Dopo 154 anni di presenza, le Piccole Sorelle dei Poveri si congedano da Salamanca

Dopo 154 anni di presenza, le Piccole Sorelle dei Poveri si congedano da Salamanca

Dopo più di un secolo e mezzo di presenza ininterrotta a Salamanca, le Hermanitas de los Pobres hanno detto addio alla città dove hanno sviluppato per 154 anni il carisma di santa Giovanna Jugan al servizio degli anziani più bisognosi. Il commiato è avvenuto lo scorso 1° luglio durante una eucaristia di ringraziamento presieduta dal vescovo di Salamanca, Mons. José Luis Retana, nella residenza che la congregazione ha gestito per quasi un secolo.

Secondo quanto informa la Diocesi di Salamanca, la celebrazione ha riunito residenti, lavoratori, volontari, benefattori e numerosi fedeli che hanno voluto ringraziare la dedizione silenziosa di diverse generazioni di religiose, il cui lavoro ha segnato la storia assistenziale e spirituale della città dal 1872.

«L’amore donato non si perde mai»

Durante l’omelia, Mons.

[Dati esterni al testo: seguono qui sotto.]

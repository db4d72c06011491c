pub mod banner;
pub mod reports;
pub mod table_renderer;
//! Shared traits implemented by expense records.

/// Associates entities with the free-text category they are filed under.
pub trait BelongsToCategory {
    fn category(&self) -> &str;

    /// Compares categories the way filters do: case-insensitively.
    fn in_category(&self, candidate: &str) -> bool {
        self.category().to_lowercase() == candidate.to_lowercase()
    }
}

/// Converts an entity into a user-facing display label.
pub trait Displayable {
    fn display_label(&self) -> String;
}
use std::fmt;
use std::io::{self, BufRead};

use rustyline::{error::ReadlineError, DefaultEditor};

use crate::cli::output;
use crate::errors::CliError;

/// Print an informational message via the standard CLI output helpers.
pub fn print_info(message: impl fmt::Display) {
    output::info(message);
}

pub fn print_warning(message: impl fmt::Display) {
    output::warning(message);
}

pub fn print_error(message: impl fmt::Display) {
    output::error(message);
}

pub fn print_success(message: impl fmt::Display) {
    output::success(message);
}

/// Outcome of asking for one line of input.
#[derive(Debug, Clone, PartialEq, Eq)]
pub enum LineRead {
    Line(String),
    Interrupted,
    Eof,
}

/// Where the shell gets its input from.
pub trait LineSource {
    fn read_line(&mut self, prompt: &str) -> Result<LineRead, CliError>;
}

/// Line editor backed by rustyline, used for interactive sessions.
pub struct ReadlineSource {
    editor: DefaultEditor,
}

impl ReadlineSource {
    pub fn new() -> Result<Self, CliError> {
        Ok(Self {
            editor: DefaultEditor::new()?,
        })
    }
}

impl LineSource for ReadlineSource {
    fn read_line(&mut self, prompt: &str) -> Result<LineRead, CliError> {
        match self.editor.readline(prompt) {
            Ok(line) => {
                if !line.trim().is_empty() {
                    self.editor.add_history_entry(line.as_str()).ok();
                }
                Ok(LineRead::Line(line))
            }
            Err(ReadlineError::Interrupted) => Ok(LineRead::Interrupted),
            Err(ReadlineError::Eof) => Ok(LineRead::Eof),
            Err(err) => Err(err.into()),
        }
    }
}

/// Reads answers line by line without echoing prompts, for piped input.
pub struct ScriptSource<R> {
    reader: R,
}

impl<R: BufRead> ScriptSource<R> {
    pub fn new(reader: R) -> Self {
        Self { reader }
    }
}

impl<R: BufRead> LineSource for ScriptSource<R> {
    fn read_line(&mut self, _prompt: &str) -> Result<LineRead, CliError> {
        let mut buffer = Vec::new();
        if self.reader.read_until(b'\n', &mut buffer)? == 0 {
            return Ok(LineRead::Eof);
        }
        // The whole line is consumed before decoding so a bad line never
        // poisons the next read.
        let text = String::from_utf8(buffer)
            .map_err(|err| io::Error::new(io::ErrorKind::InvalidData, err))?;
        let line = text.trim_end_matches(|ch: char| ch == '\n' || ch == '\r').to_string();
        Ok(LineRead::Line(line))
    }
}
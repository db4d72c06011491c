mod commands;
pub mod core;
pub mod io;
pub mod menu;
pub mod output;
mod shell;
pub mod shell_context;
pub mod ui;

pub use shell::{run_cli, run_loop, SCRIPT_ENV};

Retana ha definito la celebrazione come «un crocevia di gratitudini». Ha ringraziato le Piccole Sorelle per la fedeltà al carisma ricevuto da santa Giovanna Jugan e ha riconosciuto anche la generosità di coloro che, per decenni, hanno sostenuto l’opera con il loro aiuto materiale, il volontariato o la preghiera.

«Ci sono momenti nella vita in cui le parole sembrano troppo piccole per esprimere ciò che portiamo nel cuore. Questo è uno di quei momenti», ha affermato il vescovo.

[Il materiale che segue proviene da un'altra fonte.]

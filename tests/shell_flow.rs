use std::io::Cursor;

use expense_config::Config;
use expense_tracker::cli::core::{CliMode, CommandError, LoopControl, ShellContext};
use expense_tracker::cli::io::{LineRead, LineSource, ScriptSource};
use expense_tracker::cli::run_loop;
use expense_tracker::errors::CliError;

fn context_with(input: &str) -> ShellContext {
    let source = ScriptSource::new(Cursor::new(input.to_string()));
    ShellContext::new(CliMode::Script, Config::default(), Box::new(source))
}

/// Answers every prompt with Ctrl+C.
struct Interrupting;

impl LineSource for Interrupting {
    fn read_line(&mut self, _prompt: &str) -> Result<LineRead, CliError> {
        Ok(LineRead::Interrupted)
    }
}

#[test]
fn add_choice_records_expense_as_typed() {
    let mut context = context_with("2025-05-01\n 15.99 \n Food \nLunch with team\n");

    let control = context.dispatch("1").expect("add succeeds");

    assert_eq!(control, LoopControl::Continue);
    assert_eq!(context.store.len(), 1);
    let stored = context.store.get(0).unwrap();
    assert_eq!(stored.amount, 15.99);
    assert_eq!(stored.category, " Food ");
    assert_eq!(stored.description, "Lunch with team");
    assert_eq!(context.last_command.as_deref(), Some("1"));
}

#[test]
fn bad_date_surfaces_core_error() {
    let mut context = context_with("2025-13-01\n10\nTest\nTest\n");

    let err = context.dispatch("add").expect_err("bad date");

    assert!(matches!(err, CommandError::Core(_)));
    assert!(context.store.is_empty());
    context.report_error(err).expect("recoverable");
}

#[test]
fn unknown_choice_is_recoverable() {
    let mut context = context_with("");

    let err = context.dispatch("7").expect_err("unknown choice");

    assert!(matches!(err, CommandError::InvalidChoice(ref raw) if raw == "7"));
    assert!(context.report_error(err).is_ok());
    assert!(context.running);
}

#[test]
fn exit_choice_stops_the_loop() {
    let mut context = context_with("");

    assert_eq!(context.dispatch("4").unwrap(), LoopControl::Exit);
    assert!(!context.running);
}

#[test]
fn interrupt_inside_an_action_cancels_it() {
    let mut context =
        ShellContext::new(CliMode::Interactive, Config::default(), Box::new(Interrupting));

    let err = context.dispatch("1").expect_err("cancelled");

    assert!(matches!(err, CommandError::Cancelled));
    assert!(context.report_error(err).is_ok());
    assert!(context.store.is_empty());
}

#[test]
fn interrupt_at_main_menu_ends_session() {
    let mut context =
        ShellContext::new(CliMode::Interactive, Config::default(), Box::new(Interrupting));

    run_loop(&mut context).expect("clean exit");
    assert!(context.store.is_empty());
}

#[test]
fn full_session_runs_to_exit() {
    let mut context = context_with(
        "1\n2025-05-01\n15.99\nFood\nLunch\n\
         1\n2025-05-02\n50\nTransport\nGas\n\
         2\n3\nfood\n\
         3\n\
         4\n\
         1\n2025-05-09\n1\nNever\nReached\n",
    );

    run_loop(&mut context).expect("session");

    assert_eq!(context.store.len(), 2);
    assert!(!context.running);
    assert!((context.store.summarize().total - 65.99).abs() < 1e-9);
}

#[test]
fn undecodable_answer_is_recoverable() {
    let source = ScriptSource::new(Cursor::new(b"\xff\n".to_vec()));
    let mut context = ShellContext::new(CliMode::Script, Config::default(), Box::new(source));

    let err = context.dispatch("1").expect_err("invalid utf-8 answer");

    assert!(matches!(err, CommandError::UnreadableInput(_)));
    assert!(context.store.is_empty());
    assert!(context.report_error(err).is_ok());
    assert!(context.running);
}

#[test]
fn undecodable_menu_line_does_not_end_the_loop() {
    let source = ScriptSource::new(Cursor::new(b"\xff\n1\n2025-05-01\n5\nFood\nLunch\n".to_vec()));
    let mut context = ShellContext::new(CliMode::Script, Config::default(), Box::new(source));

    run_loop(&mut context).expect("loop survives bad input");

    assert_eq!(context.store.len(), 1);
}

Rivolgendosi ai benefattori, ha ricordato che sono stati «molto più che collaboratori», permettendo a migliaia di anziani di trovare in quella casa «non solo un tetto e delle cure, ma anche una casa dove sentirsi amati, rispettati e accompagnati».

Il prelato ha sottolineato che l’opera realizzata dalle religiose non scompare con la loro partenza. «Le opere cambiano, le persone passano e le circostanze evolvono, ma l’amore donato non si perde mai. Rimane nel cuore di chi lo riceve e in quello di Dio», ha assicurato.

Un’opera nata dalla Provvidenza

A nome della comunità, la superiora ha ricordato l’origine della congregazione fondata da santa Giovanna Jugan, che accolse nel proprio letto un’anziana malata e senza risorse, confidando pienamente nella Provvidenza.

Con la stessa fiducia ha spiegato anche la decisione di lasciare Salamanca, una determinazione che, ha riconosciuto, è stata segnata dal dolore, ma anche dalla certezza di aver cercato «la soluzione migliore» per i residenti, i lavoratori e il futuro della casa.

La religiosa ha ringraziato in modo particolare il sostegno ricevuto per più di un secolo e mezzo da parte della città, dei benefattori, dei volontari e del personale che ha condiviso la missione di prendersi cura degli anziani.

Una presenza iniziata nel 1872

Le Piccole Sorelle dei Poveri sono arrivate a Salamanca nel dicembre del 1872, spinte dall’allora vescovo Joaquín Lluch, che aveva conosciuto in Francia l’opera iniziata da santa Giovanna Jugan.

Il giorno di Natale di quell’anno accolsero il loro primo anziano in una modesta abitazione di via Padilleros. Decenni dopo, la crescente domanda rese necessaria la costruzione di una nuova residenza, inaugurata nel 1927 nell’attuale avenida de San Agustín, da dove la congregazione ha svolto il suo lavoro fino ai giorni nostri.

Nel corso di questi 154 anni, migliaia di anziani sono passati per la casa, sostenuta grazie alla Provvidenza e alla costante collaborazione dei salmantini.

«Parte del nostro cuore resterà qui»

In uno dei momenti più emozionanti della celebrazione, la superiora ha rivolto alcune parole ai residenti, che ha definito come «il nostro tesoro» e «la ragione più profonda della nostra dedizione».

«Oggi proviamo la tristezza del commiato, perché lasciare questa casa significa lasciare una parte della nostra vita, ma proviamo anche pace, la pace di sapere che lo spirito di famiglia che santa Giovanna Jugan ha sognato continuerà a vivere in voi», ha affermato.

Prima di concludere, ha riassunto il sentire di tutta la comunità con alcune parole che hanno suscitato l’applauso dei presenti:

«Noi ce ne andremo, ma parte del nostro cuore resterà qui».